An analysis of Swedish health records shows that people diagnosed with Alzheimer’s before the age of 60 are more likely to have been treated for an infection in hospital more than five years earlier.
September 15, 2022
People who are treated in the hospital for infections may be at higher risk of developing early-onset Alzheimer’s disease years later.
Jiangwei Sun at the Karolinska Institute in Sweden and colleagues analyzed the health records of about 290,000 people in Sweden with Alzheimer’s disease and 1.4 million age- and sex-matched people who had not been diagnosed with the disease.
Among those diagnosed with Alzheimer’s before age 60, 17.4 percent had been treated in hospital for an infection at least five years earlier, compared with 9.8 percent of age-matched people without a diagnosis of Alzheimer’s. Alzheimer’s.
Bacterial infections and those of the urinary and genital organs were most strongly linked to an increased risk of Alzheimer’s disease, but viral, central nervous system and gastrointestinal infections were also seen.
The researchers took into account differences in people’s education and their family history of neurodegenerative diseases and other conditions, including cardiovascular disease and diabetes.
Many previous studies have hinted at potential links between Alzheimer’s disease and specific pathogens, such as the herpes virus. The findings build on this by adding evidence that there is a general link between the infection and the condition.

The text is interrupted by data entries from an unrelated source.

/*!
 * Permsync - network permission state synchronization
 *
 * Tracks, for every UID on a multi-user device, which network privileges the
 * UID holds and keeps a filtering backend consistent with that state:
 * - Ranked network classification (NONE < NETWORK < SYSTEM) per UID
 * - Traffic permission bits, with an UNINSTALLED sentinel for unowned UIDs
 * - Shared-UID aggregation across every live package
 * - Legacy carry-over for privileged pre-installed packages
 * - VPN tunnel UID-range filtering
 * - Diff-based, batched backend pushes behind a single lock
 *
 * Pure building blocks live in the `permsync-core-*` crates; this crate
 * owns the reconcile loop and its async front end.
 */

pub mod aggregator;
pub mod config;
pub mod daemon;
pub mod error;
pub mod logging;
pub mod monitor;
pub mod plan;
pub mod sent_state;
pub mod snapshot;
pub mod stats;
pub mod testing;

// Re-export commonly used types
pub use aggregator::{UidAggregator, UidState};
pub use config::{BatchingConfig, ClassifierConfig, LogLevel, MonitorConfig, VpnConfig};
pub use daemon::{MonitorDaemon, MonitorEvent, MonitorHandle};
pub use error::{ErrorCategory, PermSyncError, Result};
pub use monitor::{Collaborators, PermissionMonitor};
pub use snapshot::MonitorSnapshot;
pub use stats::SyncStats;

pub use permsync_core_classifier::{
    NetworkClass, PackageRecord, PermissionKind, Provenance, TrafficPermissions, TrafficState,
};
pub use permsync_core_identity::{
    derive_uid, AppId, IdentityError, Uid, UidRange, UserId, MAX_USER_ID, PER_USER_RANGE,
};
pub use permsync_interface::{BackendCommand, BackendError, FilterBackend, UserFilter};

/// Library version
pub const VERSION: &str = env!("CARGO_PKG_VERSION");
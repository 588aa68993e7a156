//! Inclusive UID ranges
//!
//! VPN tunnels route traffic for sets of contiguous UID intervals. A range may
//! span several user namespaces.

use crate::error::IdentityError;
use crate::{derive_uid, AppId, Uid, UserId, PER_USER_RANGE};
use serde::{Deserialize, Serialize};
use std::fmt;

/// Contiguous, inclusive interval of UIDs
#[derive(Debug, Clone, Copy, PartialEq, Eq, PartialOrd, Ord, Hash, Serialize, Deserialize)]
pub struct UidRange {
    start: Uid,
    stop: Uid,
}

impl UidRange {
    /// Create a range covering `start..=stop`
    ///
    /// Fails if `start > stop`.
    pub fn new(start: u32, stop: u32) -> Result<Self, IdentityError> {
        if start > stop {
            return Err(IdentityError::InvalidRange { start, stop });
        }
        Ok(Self {
            start: Uid(start),
            stop: Uid(stop),
        })
    }

    /// Range holding exactly one UID
    pub fn single(uid: Uid) -> Self {
        Self {
            start: uid,
            stop: uid,
        }
    }

    /// Range covering every UID of one user namespace
    pub fn for_user(user: UserId) -> Result<Self, IdentityError> {
        let start = derive_uid(user, AppId(0))?;
        let stop = derive_uid(user, AppId(PER_USER_RANGE - 1))?;
        Ok(Self { start, stop })
    }

    pub fn start(&self) -> Uid {
        self.start
    }

    pub fn stop(&self) -> Uid {
        self.stop
    }

    pub fn contains(&self, uid: Uid) -> bool {
        self.start <= uid && uid <= self.stop
    }

    pub fn overlaps(&self, other: &UidRange) -> bool {
        self.start <= other.stop && other.start <= self.stop
    }

    /// Users whose namespaces this range touches, in ascending order
    pub fn users(&self) -> impl Iterator<Item = UserId> {
        (self.start.user_id().0..=self.stop.user_id().0).map(UserId)
    }

    /// Number of UIDs in the range
    pub fn len(&self) -> u64 {
        u64::from(self.stop.0 - self.start.0) + 1
    }

    /// Always false: a valid range holds at least one UID
    pub fn is_empty(&self) -> bool {
        false
    }
}

impl fmt::Display for UidRange {
    fn fmt(&self, f: &mut fmt::Formatter<'_>) -> fmt::Result {
        write!(f, "{}-{}", self.start, self.stop)
    }
}

/// Whether any range of the set contains `uid`
pub fn ranges_contain<'a, I>(ranges: I, uid: Uid) -> bool
where
    I: IntoIterator<Item = &'a UidRange>,
{
    ranges.into_iter().any(|range| range.contains(uid))
}

/// Check that no two ranges of the set share a UID
pub fn ensure_disjoint(ranges: &[UidRange]) -> Result<(), IdentityError> {
    let mut sorted = ranges.to_vec();
    sorted.sort();
    for pair in sorted.windows(2) {
        if pair[0].overlaps(&pair[1]) {
            return Err(IdentityError::OverlappingRanges {
                first: pair[0],
                second: pair[1],
            });
        }
    }
    Ok(())
}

“Despite the abundance of preclinical data… there are not many well-conducted observational studies in this area. Therefore, the findings of the current study should be viewed as an important addition,” he says. antonio dueros at McGill University in Montreal, Canada.
“The results are broadly consistent with the concept, supported by some 500 articles using a wide variety of approaches, that microbes play an important role in Alzheimer’s disease,” he says. ruth itzhaki at the University of Manchester, UK.

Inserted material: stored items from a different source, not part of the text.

struct MonitorState<B> {
    monitoring: bool,
    active_users: BTreeSet<UserId>,
    aggregator: UidAggregator,
    tracker: VpnRangeTracker,
    sent: SentState,
    stats: SyncStats,
    backend: B,
}

pub struct PermissionMonitor<B> {
    collaborators: Collaborators,
    config: MonitorConfig,
    classifier: Classifier,
    state: Mutex<MonitorState<B>>,
}
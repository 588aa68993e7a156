/*!
 * UID aggregation: every live package sharing a UID contributes to its state
 *
 * A UID's state is always re-derived from scratch over its live packages.
 * Incremental OR-ing would never lower a grant once a package drops a
 * permission, so the aggregator keeps the records themselves and folds them
 * again on every change.
 */

use permsync_core_classifier::{
    Classifier, NetworkClass, PackageRecord, PermissionSet, TrafficPermissions, TrafficState,
};
use permsync_core_identity::{Uid, UserId};
use serde::Serialize;
use std::collections::{BTreeMap, BTreeSet};
use tracing::debug;

/// Derived privilege state of one UID
#[derive(Debug, Clone, Copy, PartialEq, Eq, Serialize)]
pub struct UidState {
    pub network: NetworkClass,
    pub traffic: TrafficState,
}

impl UidState {
    /// State of a UID nothing owns
    pub const UNINSTALLED: UidState = UidState {
        network: NetworkClass::None,
        traffic: TrafficState::Uninstalled,
    };
}

/// A package as installed for one UID
#[derive(Debug, Clone, PartialEq, Eq)]
struct LivePackage {
    /// Record as declared by the registry
    record: PackageRecord,
    /// Declared permissions the grant authority confirmed
    granted: PermissionSet,
}

#[derive(Debug, Clone)]
pub struct UidAggregator {
    classifier: Classifier,
    packages: BTreeMap<Uid, BTreeMap<String, LivePackage>>,
    native: BTreeMap<Uid, TrafficPermissions>,
    memo: BTreeMap<Uid, UidState>,
}

impl UidAggregator {
    pub fn new(classifier: Classifier) -> Self {
        Self {
            classifier,
            packages: BTreeMap::new(),
            native: BTreeMap::new(),
            memo: BTreeMap::new(),
        }
    }

    pub fn classifier(&self) -> &Classifier {
        &self.classifier
    }

    /// Insert or replace `record` under its UID and return the new UID state
    ///
    /// `granted` is the subset of the declared permissions that the grant
    /// authority confirmed for `record.uid`.
    pub fn add_package(&mut self, record: PackageRecord, granted: PermissionSet) -> UidState {
        let uid = record.uid;
        let name = record.name.clone();
        let replaced = self
            .packages
            .entry(uid)
            .or_default()
            .insert(name.clone(), LivePackage { record, granted })
            .is_some();
        debug!(%uid, package = %name, replaced, "package tracked");
        self.refresh(uid)
    }

    /// Remove `name` from `uid`, `None` if it was not tracked there
    pub fn remove_package(&mut self, uid: Uid, name: &str) -> Option<UidState> {
        let packages = self.packages.get_mut(&uid)?;
        packages.remove(name)?;
        if packages.is_empty() {
            self.packages.remove(&uid);
        }
        debug!(%uid, package = %name, "package dropped");
        Some(self.refresh(uid))
    }

    /// Drop every package installed for `user` and return the affected UIDs
    pub fn remove_user(&mut self, user: UserId) -> BTreeSet<Uid> {
        let uids: BTreeSet<Uid> = self
            .packages
            .keys()
            .copied()
            .filter(|uid| uid.user_id() == user)
            .collect();
        for uid in &uids {
            self.packages.remove(uid);
            self.refresh(*uid);
        }
        uids
    }

    /// Fold native-service traffic grants into `uid`
    pub fn set_native_grants(&mut self, uid: Uid, bits: TrafficPermissions) -> UidState {
        if bits.is_empty() {
            self.native.remove(&uid);
        } else {
            self.native.insert(uid, bits);
        }
        self.refresh(uid)
    }

    /// Aggregate state over the live packages of `uid`
    ///
    /// Network class is the maximum over the packages' individual classes.
    /// Traffic is the OR of their bits plus native grants, or UNINSTALLED
    /// when neither exists.
    pub fn recompute_uid(&self, uid: Uid) -> UidState {
        let native = self.native.get(&uid).copied();
        let Some(packages) = self.packages.get(&uid) else {
            return match native {
                Some(bits) => UidState {
                    network: NetworkClass::None,
                    traffic: TrafficState::Granted(bits),
                },
                None => UidState::UNINSTALLED,
            };
        };

        let mut network = NetworkClass::None;
        let mut traffic = native.unwrap_or_else(TrafficPermissions::empty);
        for live in packages.values() {
            network = network.max(self.classifier.rank(&live.granted, live.record.provenance));
            traffic |= Classifier::traffic_bits(&live.granted);
        }
        UidState {
            network,
            traffic: TrafficState::Granted(traffic),
        }
    }

    fn refresh(&mut self, uid: Uid) -> UidState {
        let state = self.recompute_uid(uid);
        if state == UidState::UNINSTALLED {
            self.memo.remove(&uid);
        } else {
            self.memo.insert(uid, state);
        }
        state
    }

    /// Memoized state of `uid`, UNINSTALLED if nothing owns it
    pub fn state(&self, uid: Uid) -> UidState {
        self.memo.get(&uid).copied().unwrap_or(UidState::UNINSTALLED)
    }

    pub fn contains(&self, uid: Uid, name: &str) -> bool {
        self.packages
            .get(&uid)
            .is_some_and(|packages| packages.contains_key(name))
    }

    pub fn package_names(&self, uid: Uid) -> Vec<String> {
        self.packages
            .get(&uid)
            .map(|packages| packages.keys().cloned().collect())
            .unwrap_or_default()
    }

    pub fn is_installed(&self, uid: Uid) -> bool {
        self.packages.contains_key(&uid)
    }

    /// UIDs owned by at least one package
    pub fn installed_uids(&self) -> BTreeSet<Uid> {
        self.packages.keys().copied().collect()
    }

    /// Every UID with a non-UNINSTALLED state, including native-only ones
    pub fn known_uids(&self) -> BTreeSet<Uid> {
        self.memo.keys().copied().collect()
    }

    /// One declared record per package name, whatever user it came from
    pub fn templates(&self) -> Vec<PackageRecord> {
        let mut templates: BTreeMap<&str, &PackageRecord> = BTreeMap::new();
        for live in self.packages.values().flat_map(|packages| packages.values()) {
            templates.entry(live.record.name.as_str()).or_insert(&live.record);
        }
        templates.into_values().cloned().collect()
    }

    pub fn clear(&mut self) {
        self.packages.clear();
        self.native.clear();
        self.memo.clear();
    }
}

However, the results do not necessarily show that infections increase the risk of Alzheimer’s. Another possibility is that undetected early changes in the body due to Alzheimer’s disease may make people more prone to infections. Alternatively, other factors may have increased the risk of both Alzheimer’s disease and infections, such as immune dysfunction or alcohol or drug abuse, he says. Pyry sipilae at the University of Helsinki in Finland.
“To translate this work into clinical practice, we need to investigate whether strategies aimed at reducing infections reduce the risk of later dementia,” he says. Rutendo Muzambi at the London School of Hygiene and Tropical Medicine.